2.  To transact such other business as may properly come before the
    meeting.

The Board of Directors has fixed the close of business on January 21, 1999
as the record date for the Special Meeting. Only stockholders of record as
of that date are entitled to notice of and to vote at the Special Meeting
and any adjournment and postponements thereof. Reference is made to the
attached proxy statement for further information with respect to the
business to be transacted at the Special Meeting.

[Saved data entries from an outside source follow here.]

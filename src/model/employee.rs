use chrono::NaiveDate;
use serde::{Deserialize, Serialize};
use strum_macros::{AsRefStr, EnumString};
use utoipa::ToSchema;

#[derive(Debug, Clone, Copy, PartialEq, Eq, Serialize, Deserialize, ToSchema, AsRefStr, EnumString)]
pub enum EmployeeStatus {
    Active,
    Inactive,
}

varchar_enum!(EmployeeStatus);

#[derive(Debug, Clone, Copy, PartialEq, Eq, Serialize, Deserialize, ToSchema, AsRefStr, EnumString)]
pub enum Gender {
    Male,
    Female,
    Other,
}

varchar_enum!(Gender);

#[derive(Debug, Clone, Serialize, Deserialize, sqlx::FromRow, ToSchema)]
#[schema(
    example = json!({
        "id": "0d6f3a2e-5d2b-4a55-9d7a-1c1f4e0b7f10",
        "emp_code": "EMP12",
        "first_name": "John",
        "last_name": "Doe",
        "primary_email": "john.doe@company.com",
        "phone_num": "+8801712345678",
        "department": "Engineering",
        "designation": "Engineer",
        "joining_date": "2024-01-01",
        "status": "Active"
    })
)]
pub struct Employee {
    pub id: String,
    pub emp_code: String,
    pub title: Option<String>,
    pub first_name: String,
    pub last_name: Option<String>,
    pub gender: Gender,
    pub primary_email: String,
    pub phone_code: Option<String>,
    pub phone_num: String,
    pub status: EmployeeStatus,
    pub pan_num: Option<String>,

    #[schema(value_type = String, format = "date")]
    pub joining_date: NaiveDate,
    pub department: String,
    pub designation: String,
    pub location: String,
    pub reporting_manager: String,
    pub work_week: String,
    pub holiday_group: String,
    pub ctc_annual: f64,
    /// Salary structure group name
    pub payslip_component: String,
    pub role: String,
    pub leave_type: String,

    pub loss_of_pay: Option<f64>,
    pub tax_paid: Option<f64>,
    pub net_pay: Option<f64>,
    pub leave_adjustment: Option<f64>,
    pub leave_balance: Option<f64>,

    pub is_deleted: bool,
    pub created_at: i64,
    pub updated_at: Option<i64>,
}

impl Employee {
    pub fn full_name(&self) -> String {
        format!(
            "{} {}",
            self.first_name,
            self.last_name.as_deref().unwrap_or_default()
        )
        .trim()
        .to_string()
    }
}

                              By Order of the Board of Directors,

                              Elliot S. Gerson,
   
                              Executive Vice President, General Counsel
                              and Secretary
    
                              Camp Hill, Pennsylvania
                              January 22, 1999

WHETHER OR NOT YOU PLAN TO ATTEND THE MEETING, PLEASE SIGN AND DATE THE
ENCLOSED PROXY WHICH IS SOLICITED BY THE BOARD OF DIRECTORS OF RITE AID,
AND RETURN IT IN THE ENCLOSED ENVELOPE PROVIDED FOR THAT PURPOSE. ANY
STOCKHOLDER MAY REVOKE HIS PROXY AT ANY TIME BEFORE THE MEETING BY WRITTEN
NOTICE TO SUCH EFFECT TO THE SECRETARY, BY SUBMITTING A SUBSEQUENTLY DATED
PROXY OR BY ATTENDING THE MEETING AND VOTING IN PERSON.



EXPLANATORY NOTE:

CERTAIN OF THE DISCLOSURE CONTAINED IN THIS PRELIMINARY PROXY STATEMENT
SPEAKS AS OF JANUARY 22, 1999, THE ANTICIPATED MAILING DATE OF THE PROXY
STATEMENT. ALL SUCH DISCLOSURE HAS BEEN PLACED IN SQUARE BRACKETS TO
IDENTIFY IT AS SUCH. ALL SQUARE BRACKETS WILL BE REMOVED IN THE DEFINITIVE
PROXY STATEMENT THAT IS MAILED TO STOCKHOLDERS.

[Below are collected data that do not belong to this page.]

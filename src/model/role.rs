use serde::Serialize;
use strum_macros::{AsRefStr, FromRepr};

/// Account roles, stored as `users.role_id`.
#[derive(Debug, Copy, Clone, Eq, PartialEq, Serialize, AsRefStr, FromRepr)]
#[repr(u8)]
pub enum Role {
    Admin = 1,
    Hr = 2,
    Employee = 3,
    System = 4,
    ApiUser = 5,
}

impl Role {
    /// May change employee, attendance, leave, loan, payslip and report data.
    pub fn can_manage(self) -> bool {
        matches!(self, Role::Admin | Role::Hr)
    }
}

#[cfg(test)]
mod tests {
    use super::*;

    #[test]
    fn ids_round_trip_through_repr() {
        assert_eq!(Role::from_repr(2), Some(Role::Hr));
        assert_eq!(Role::from_repr(0), None);
        assert_eq!(Role::from_repr(6), None);
        assert_eq!(Role::ApiUser as u8, 5);
    }

    #[test]
    fn only_hr_and_admin_manage() {
        assert!(Role::Admin.can_manage());
        assert!(Role::Hr.can_manage());
        assert!(!Role::Employee.can_manage());
        assert!(!Role::System.can_manage());
    }
}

                    RITE AID CORPORATION PROXY STATEMENT
                      SPECIAL MEETING OF STOCKHOLDERS

      This proxy statement (the "Proxy Statement") is being furnished in
connection with the solicitation of proxies on behalf of the Board of
Directors of Rite Aid Corporation, a Delaware corporation (the "Company"),
for use at a Special Meeting of the stockholders of the Company (the
"Special Meeting") to be held at The Radisson Penn Harris Hotel and
Convention Center, 1150 Camp Hill Bypass, Camp Hill, Pennsylvania 17011, on
February 22, 1999 at 9:00 a.m., or any adjournment or postponement thereof,
for the purposes set forth in the foregoing notice. This Proxy Statement,
the foregoing notice and the enclosed proxy are first being mailed to
stockholders on or about January 22, 1999. Only stockholders of record at
the close of business on January 21, 1999 (the "Record Date") shall be
entitled to notice of and to vote at the Special Meeting.

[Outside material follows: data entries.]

use sqlx::{MySql, MySqlPool, QueryBuilder, Transaction};

/// Rows per multi-row INSERT statement / transaction.
pub const BATCH_LIMIT: usize = 500;

pub async fn init_db(database_url: &str, run_migrations: bool) -> Result<MySqlPool, sqlx::Error> {
    let pool = MySqlPool::connect(database_url).await?;

    if run_migrations {
        sqlx::migrate!("./migrations").run(&pool).await?;
        tracing::info!("Database migrations applied");
    }

    Ok(pool)
}

/// Milliseconds since the epoch, the timestamp format stored in every table.
pub fn now_millis() -> i64 {
    chrono::Utc::now().timestamp_millis()
}

pub fn new_id() -> String {
    uuid::Uuid::new_v4().to_string()
}

/// Insert `rows` into `table` with one multi-row statement per chunk of
/// [`BATCH_LIMIT`], each chunk committed on its own transaction.
pub async fn insert_in_batches<T, F>(
    pool: &MySqlPool,
    head: &str,
    rows: &[T],
    mut bind: F,
) -> Result<u64, sqlx::Error>
where
    F: FnMut(sqlx::query_builder::Separated<'_, '_, MySql, &'static str>, &T),
{
    let mut inserted = 0;

    for chunk in rows.chunks(BATCH_LIMIT) {
        let mut tx: Transaction<'_, MySql> = pool.begin().await?;
        let mut builder: QueryBuilder<MySql> = QueryBuilder::new(head);
        builder.push_values(chunk, |b, row| bind(b, row));

        let result = builder.build().execute(&mut *tx).await?;
        tx.commit().await?;

        inserted += result.rows_affected();
        tracing::debug!(rows = chunk.len(), "Committed insert batch");
    }

    Ok(inserted)
}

      If the enclosed proxy is properly executed and returned prior to
voting at the Special Meeting, the shares represented thereby will be voted
in accordance with the instructions marked thereon. In the absence of
instructions, the shares will be voted FOR the proposal to amend the
Company's Restated Certificate of Incorporation. Management does not intend
to bring any matter before the Special Meeting other than as indicated in
the notice and does not know of anyone else who intends to do so. However,
if any other matters properly come before the Special Meeting, the persons
named in the enclosed proxy, or their duly constituted substitutes acting
at the meeting, will be deemed authorized to vote or otherwise act thereon
in accordance with their judgment on such matters.

   
      At January 7, 1999, the Company had outstanding and entitled to vote
258,767,046 shares of Common Stock. There must be present at the meeting in
person or by proxy holders of a majority of the issued and outstanding
shares entitled to vote to constitute a quorum for the meeting. Shares
represented by a proxy with instructions to abstain and any shares
represented by broker non-votes will be counted in determining whether a
quorum is present. Broker non-votes are not considered present for
purposes of determining the total number of shares with voting power
present with regard to the proposal to approve the proposed amendment. Each
holder of Common Stock is entitled to one vote per share of Common Stock
held of record by him or her on the Record Date.
    

      Approval of the proposed amendment will require the affirmative vote
of a majority of the outstanding shares of Common Stock entitled to vote
thereon at the Special Meeting. Broker non-votes will be treated as
abstentions on the proposal to approve the proposed amendment. Neither an
abstention nor a broker non-vote is an affirmative vote and, therefore,
both will have the same legal effect as a vote against the approval of the
proposed amendment.



                  SECURITY OWNERSHIP OF CERTAIN BENEFICIAL
                           OWNERS AND MANAGEMENT

   
      The following table sets forth, as of January 7, 1999, certain
information concerning the beneficial shareholdings of each director and
executive officer of the Company and of all directors and executive
officers as a group. Each of the persons named below has sole voting power
and sole investment power with respect to the shares set forth opposite his
or her name, except as otherwise noted. Except as set forth below, no
person was known by the Company to own beneficially more than five percent
(5%) of the Company's outstanding Common Stock.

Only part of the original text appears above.